# EXERCISE REQUIREMENTS
Within the listing below, locate all lines containing the word "SpanExporter". Copy each one.

# MATERIAL FOR THIS EXERCISE
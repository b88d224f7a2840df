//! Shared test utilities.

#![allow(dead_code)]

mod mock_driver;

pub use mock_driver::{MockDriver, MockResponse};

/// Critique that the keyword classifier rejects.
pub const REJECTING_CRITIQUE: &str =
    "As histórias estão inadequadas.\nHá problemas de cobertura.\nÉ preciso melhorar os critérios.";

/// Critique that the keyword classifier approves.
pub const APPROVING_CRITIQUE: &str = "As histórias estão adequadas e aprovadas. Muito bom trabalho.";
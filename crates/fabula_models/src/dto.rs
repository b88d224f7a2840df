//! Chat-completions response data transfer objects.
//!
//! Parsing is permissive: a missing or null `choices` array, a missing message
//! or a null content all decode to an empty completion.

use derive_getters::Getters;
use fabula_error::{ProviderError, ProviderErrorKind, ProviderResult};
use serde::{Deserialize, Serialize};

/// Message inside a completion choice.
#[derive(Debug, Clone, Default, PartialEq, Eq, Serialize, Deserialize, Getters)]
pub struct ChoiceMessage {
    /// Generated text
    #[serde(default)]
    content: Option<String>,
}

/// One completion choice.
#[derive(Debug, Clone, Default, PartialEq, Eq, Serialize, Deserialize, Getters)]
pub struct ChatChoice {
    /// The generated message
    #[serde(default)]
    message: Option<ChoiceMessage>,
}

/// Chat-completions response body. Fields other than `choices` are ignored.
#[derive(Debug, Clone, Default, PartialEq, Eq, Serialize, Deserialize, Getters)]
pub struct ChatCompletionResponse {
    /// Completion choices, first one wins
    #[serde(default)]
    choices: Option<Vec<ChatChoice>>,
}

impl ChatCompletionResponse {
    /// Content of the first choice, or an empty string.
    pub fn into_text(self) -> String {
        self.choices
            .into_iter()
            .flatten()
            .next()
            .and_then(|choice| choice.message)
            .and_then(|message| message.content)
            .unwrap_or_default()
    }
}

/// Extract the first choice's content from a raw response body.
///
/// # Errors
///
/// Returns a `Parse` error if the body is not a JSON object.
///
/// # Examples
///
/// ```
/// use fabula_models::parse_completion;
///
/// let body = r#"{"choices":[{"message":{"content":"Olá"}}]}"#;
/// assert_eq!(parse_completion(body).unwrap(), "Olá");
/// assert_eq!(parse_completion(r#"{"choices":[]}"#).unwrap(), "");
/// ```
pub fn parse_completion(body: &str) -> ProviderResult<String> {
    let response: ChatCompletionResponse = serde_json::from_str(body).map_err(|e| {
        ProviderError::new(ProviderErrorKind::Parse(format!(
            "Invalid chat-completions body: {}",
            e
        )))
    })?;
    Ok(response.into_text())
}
--
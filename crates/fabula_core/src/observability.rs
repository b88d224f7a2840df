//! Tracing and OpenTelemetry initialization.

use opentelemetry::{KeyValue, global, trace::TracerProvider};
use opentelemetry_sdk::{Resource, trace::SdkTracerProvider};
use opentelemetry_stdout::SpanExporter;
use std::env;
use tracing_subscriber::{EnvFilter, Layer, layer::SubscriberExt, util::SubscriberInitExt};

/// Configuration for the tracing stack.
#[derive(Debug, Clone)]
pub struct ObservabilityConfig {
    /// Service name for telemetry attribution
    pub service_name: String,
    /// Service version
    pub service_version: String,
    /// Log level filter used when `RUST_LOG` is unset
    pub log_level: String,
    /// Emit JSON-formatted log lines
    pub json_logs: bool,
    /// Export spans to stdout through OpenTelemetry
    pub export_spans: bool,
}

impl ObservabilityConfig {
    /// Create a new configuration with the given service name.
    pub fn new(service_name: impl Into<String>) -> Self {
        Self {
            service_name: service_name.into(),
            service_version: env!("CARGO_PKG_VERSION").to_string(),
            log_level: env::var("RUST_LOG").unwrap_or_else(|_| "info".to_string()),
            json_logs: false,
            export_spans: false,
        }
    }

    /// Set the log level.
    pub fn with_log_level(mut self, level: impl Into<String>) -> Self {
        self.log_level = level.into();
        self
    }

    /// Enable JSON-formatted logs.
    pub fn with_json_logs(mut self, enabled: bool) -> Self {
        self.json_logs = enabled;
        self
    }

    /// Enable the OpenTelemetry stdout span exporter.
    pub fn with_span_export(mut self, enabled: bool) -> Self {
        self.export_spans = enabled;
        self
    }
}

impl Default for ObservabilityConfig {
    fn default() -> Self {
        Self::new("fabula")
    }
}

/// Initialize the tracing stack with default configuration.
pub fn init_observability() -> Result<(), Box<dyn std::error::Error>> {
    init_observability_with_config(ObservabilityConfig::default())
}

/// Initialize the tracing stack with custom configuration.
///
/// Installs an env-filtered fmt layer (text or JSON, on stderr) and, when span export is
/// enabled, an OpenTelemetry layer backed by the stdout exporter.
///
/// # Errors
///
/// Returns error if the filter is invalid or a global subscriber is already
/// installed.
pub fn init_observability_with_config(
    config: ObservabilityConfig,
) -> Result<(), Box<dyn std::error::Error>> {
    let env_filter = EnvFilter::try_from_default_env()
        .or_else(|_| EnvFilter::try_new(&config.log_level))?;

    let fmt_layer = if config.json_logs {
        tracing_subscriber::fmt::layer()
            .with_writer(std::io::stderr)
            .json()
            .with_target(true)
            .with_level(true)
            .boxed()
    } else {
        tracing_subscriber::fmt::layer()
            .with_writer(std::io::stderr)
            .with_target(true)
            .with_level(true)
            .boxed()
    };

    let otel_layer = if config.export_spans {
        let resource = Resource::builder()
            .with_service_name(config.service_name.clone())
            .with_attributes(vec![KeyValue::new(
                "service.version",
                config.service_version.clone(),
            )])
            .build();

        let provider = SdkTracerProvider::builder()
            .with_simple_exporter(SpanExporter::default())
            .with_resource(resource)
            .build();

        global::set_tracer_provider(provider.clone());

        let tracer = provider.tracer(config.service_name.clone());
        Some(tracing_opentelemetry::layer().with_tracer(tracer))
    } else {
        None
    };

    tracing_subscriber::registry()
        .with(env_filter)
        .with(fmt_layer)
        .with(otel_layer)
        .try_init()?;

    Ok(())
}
---
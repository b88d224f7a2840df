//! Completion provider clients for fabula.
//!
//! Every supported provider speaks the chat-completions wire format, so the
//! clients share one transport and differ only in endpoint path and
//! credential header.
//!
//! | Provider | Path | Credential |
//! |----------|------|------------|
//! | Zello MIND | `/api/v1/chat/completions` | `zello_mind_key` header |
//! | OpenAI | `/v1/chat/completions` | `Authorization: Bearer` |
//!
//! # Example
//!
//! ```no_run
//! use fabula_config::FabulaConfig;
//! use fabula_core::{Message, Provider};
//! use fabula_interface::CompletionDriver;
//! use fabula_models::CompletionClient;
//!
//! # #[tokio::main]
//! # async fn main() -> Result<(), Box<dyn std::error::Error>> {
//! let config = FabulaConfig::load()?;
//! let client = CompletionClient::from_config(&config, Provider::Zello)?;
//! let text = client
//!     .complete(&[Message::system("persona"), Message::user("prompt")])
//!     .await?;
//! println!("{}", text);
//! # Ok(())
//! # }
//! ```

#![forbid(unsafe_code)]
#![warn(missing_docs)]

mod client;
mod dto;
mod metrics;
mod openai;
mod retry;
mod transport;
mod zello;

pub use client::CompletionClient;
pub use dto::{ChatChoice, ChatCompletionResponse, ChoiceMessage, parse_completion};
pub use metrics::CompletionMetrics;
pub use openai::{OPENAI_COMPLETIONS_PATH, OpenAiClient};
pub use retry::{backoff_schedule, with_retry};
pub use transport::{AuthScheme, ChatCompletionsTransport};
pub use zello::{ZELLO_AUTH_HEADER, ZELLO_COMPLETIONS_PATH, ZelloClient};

# RESPONSE FOR THIS EXERCISE
use opentelemetry_stdout::SpanExporter;
            .with_simple_exporter(SpanExporter::default())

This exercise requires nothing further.